**Task instructions**
What follows is a block of records; reproduce all of it verbatim.

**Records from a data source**
//! # tb - Kanban board for the terminal
//!
//! A single-user kanban board kept in one local JSON document. Tasks live in
//! ordered columns (`Pending`, `InProgress`, `Done` by default) and move
//! between them from the command line or from the interactive board view.
//!
//! ## Quick Start
//!
//! ```bash
//! # Open the board view
//! tb
//!
//! # Add a task via CLI
//! tb add "Write release notes" --priority high --desc "Cover the new export"
//!
//! # Move it along
//! tb move "Write release notes" InProgress
//!
//! # Completion at a glance
//! tb summary
//! ```
//!
//! ## Board View
//!
//! Arrow keys select columns and cards, Ctrl+Left/Right moves the selected
//! card, and cards can be dragged onto another column with the mouse. `n`,
//! `e` and `x` create, edit and delete tasks; `c` adds a column; `/` filters
//! by title or description; `r` opens the report. Changes are saved on exit,
//! or after every change with `--autosave`.
//!
//! ## Storage
//!
//! The board is stored in `~/.taskboard/board.json` unless `--db` or the
//! config file says otherwise. Settings are read from
//! `<config dir>/taskboard/config.toml`; logs go to a file because the board
//! view owns the terminal.

use std::path::Path;

use clap::Parser;
use tracing::info;
use tracing_appender::non_blocking::WorkerGuard;

pub mod board;
pub mod cli;
pub mod cmd;
pub mod column;
pub mod config;
pub mod error;
pub mod fields;
pub mod notify;
pub mod report;
pub mod service;
pub mod store;
pub mod task;
pub mod tui {
    pub mod board_view;
    pub mod colors;
    pub mod enums;
    pub mod input;
    pub mod report;
    pub mod run;
    pub mod task_form;
}

use cli::Cli;
use cmd::*;
use config::Config;
use service::BoardService;

fn main() {
    let cli = Cli::parse();

    let config = match Config::load(&cli) {
        Ok(config) => config,
        Err(e) => {
            eprintln!("Error: {e}");
            std::process::exit(1);
        }
    };

    // Completions don't need a board
    if let Some(Commands::Completions { shell }) = &cli.command {
        cmd_completions(*shell);
        return;
    }

    let _guard = init_logging(&config.log_level, &config.log_file);
    info!(data_file = %config.data_file.display(), "starting taskboard");

    let mut service = BoardService::open(&config);

    let command = cli.command.unwrap_or(Commands::Ui);
    if !matches!(command, Commands::Ui) {
        // The board view shows this in its status bar instead.
        if let Some(issue) = service.take_load_issue() {
            eprintln!("Warning: could not read board, starting empty: {issue}");
        }
    }

    match command {
        Commands::Ui => cmd_ui(service, &config),

        Commands::Add { title, desc, priority, owner, column } =>
            cmd_add(&mut service, title, desc, priority, owner, column),

        Commands::List { column, filter } => cmd_list(&mut service, column, filter),

        Commands::Show { id } => cmd_show(&service, id),

        Commands::Move { id, column } => cmd_move(&mut service, id, column),

        Commands::Edit { id, title, desc, priority, owner } =>
            cmd_edit(&mut service, id, title, desc, priority, owner),

        Commands::Remove { id } => cmd_remove(&mut service, id),

        Commands::Columns => cmd_columns(&service),

        Commands::Summary => cmd_summary(&service),

        Commands::Report { priority } => cmd_report(&service, priority),

        Commands::Export { output, priority } => cmd_export(&service, output, priority),

        Commands::Backup => cmd_backup(&service),

        Commands::Completions { .. } => unreachable!("completions handled above"),
    }
}

/// Initialise file-based logging.
///
/// `RUST_LOG` takes precedence over the configured level. The returned guard
/// must live until exit so buffered lines are flushed.
fn init_logging(level: &str, log_path: &Path) -> Option<WorkerGuard> {
    let log_dir = match log_path.parent()? {
        dir if dir.as_os_str().is_empty() => Path::new("."),
        dir => dir,
    };
    let file_name = log_path.file_name()?.to_str()?;
    std::fs::create_dir_all(log_dir).ok()?;

    let file_appender = tracing_appender::rolling::never(log_dir, file_name);
    let (non_blocking, guard) = tracing_appender::non_blocking(file_appender);

    let env_filter = tracing_subscriber::EnvFilter::try_from_default_env()
        .unwrap_or_else(|_| tracing_subscriber::EnvFilter::new(level));

    tracing_subscriber::fmt()
        .with_writer(non_blocking)
        .with_env_filter(env_filter)
        .with_ansi(false)
        .init();

    Some(guard)
}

**Reply**
//! # tb - Kanban board for the terminal
//!
//! A single-user kanban board kept in one local JSON document. Tasks live in
//! ordered columns (`Pending`, `InProgress`, `Done` by default) and move
//! between them from the command line or from the interactive board view.
//!
//! ## Quick Start
//!
//! ```bash
//! # Open the board view
//! tb
//!
//! # Add a task via CLI
//! tb add "Write release notes" --priority high --desc "Cover the new export"
//!
//! # Move it along
//! tb move "Write release notes" InProgress
//!
//! # Completion at a glance
//! tb summary
//! ```
//!
//! ## Board View
//!
//! Arrow keys select columns and cards, Ctrl+Left/Right moves the selected
//! card, and cards can be dragged onto another column with the mouse. `n`,
//! `e` and `x` create, edit and delete tasks; `c` adds a column; `/` filters
//! by title or description; `r` opens the report. Changes are saved on exit,
//! or after every change with `--autosave`.
//!
//! ## Storage
//!
//! The board is stored in `~/.taskboard/board.json` unless `--db` or the
//! config file says otherwise. Settings are read from
//! `<config dir>/taskboard/config.toml`; logs go to a file because the board
//! view owns the terminal.

use std::path::Path;

use clap::Parser;
use tracing::info;
use tracing_appender::non_blocking::WorkerGuard;

pub mod board;
pub mod cli;
pub mod cmd;
pub mod column;
pub mod config;
pub mod error;
pub mod fields;
pub mod notify;
pub mod report;
pub mod service;
pub mod store;
pub mod task;
pub mod tui {
    pub mod board_view;
    pub mod colors;
    pub mod enums;
    pub mod input;
    pub mod report;
    pub mod run;
    pub mod task_form;
}

use cli::Cli;
use cmd::*;
use config::Config;
use service::BoardService;

fn main() {
    let cli = Cli::parse();

    let config = match Config::load(&cli) {
        Ok(config) => config,
        Err(e) => {
            eprintln!("Error: {e}");
            std::process::exit(1);
        }
    };

    // Completions don't need a board
    if let Some(Commands::Completions { shell }) = &cli.command {
        cmd_completions(*shell);
        return;
    }

    let _guard = init_logging(&config.log_level, &config.log_file);
    info!(data_file = %config.data_file.display(), "starting taskboard");

    let mut service = BoardService::open(&config);

    let command = cli.command.unwrap_or(Commands::Ui);
    if !matches!(command, Commands::Ui) {
        // The board view shows this in its status bar instead.
        if let Some(issue) = service.take_load_issue() {
            eprintln!("Warning: could not read board, starting empty: {issue}");
        }
    }

    match command {
        Commands::Ui => cmd_ui(service, &config),

        Commands::Add { title, desc, priority, owner, column } =>
            cmd_add(&mut service, title, desc, priority, owner, column),

        Commands::List { column, filter } => cmd_list(&mut service, column, filter),

        Commands::Show { id } => cmd_show(&service, id),

        Commands::Move { id, column } => cmd_move(&mut service, id, column),

        Commands::Edit { id, title, desc, priority, owner } =>
            cmd_edit(&mut service, id, title, desc, priority, owner),

        Commands::Remove { id } => cmd_remove(&mut service, id),

        Commands::Columns => cmd_columns(&service),

        Commands::Summary => cmd_summary(&service),

        Commands::Report { priority } => cmd_report(&service, priority),

        Commands::Export { output, priority } => cmd_export(&service, output, priority),

        Commands::Backup => cmd_backup(&service),

        Commands::Completions { .. } => unreachable!("completions handled above"),
    }
}

/// Initialise file-based logging.
///
/// `RUST_LOG` takes precedence over the configured level. The returned guard
/// must live until exit so buffered lines are flushed.
fn init_logging(level: &str, log_path: &Path) -> Option<WorkerGuard> {
    let log_dir = match log_path.parent()? {
        dir if dir.as_os_str().is_empty() => Path::new("."),
        dir => dir,
    };
    let file_name = log_path.file_name()?.to_str()?;
    std::fs::create_dir_all(log_dir).ok()?;

    let file_appender = tracing_appender::rolling::never(log_dir, file_name);
    let (non_blocking, guard) = tracing_appender::non_blocking(file_appender);

    let env_filter = tracing_subscriber::EnvFilter::try_from_default_env()
        .unwrap_or_else(|_| tracing_subscriber::EnvFilter::new(level));

    tracing_subscriber::fmt()
        .with_writer(non_blocking)
        .with_env_filter(env_filter)
        .with_ansi(false)
        .init();

    Some(guard)
}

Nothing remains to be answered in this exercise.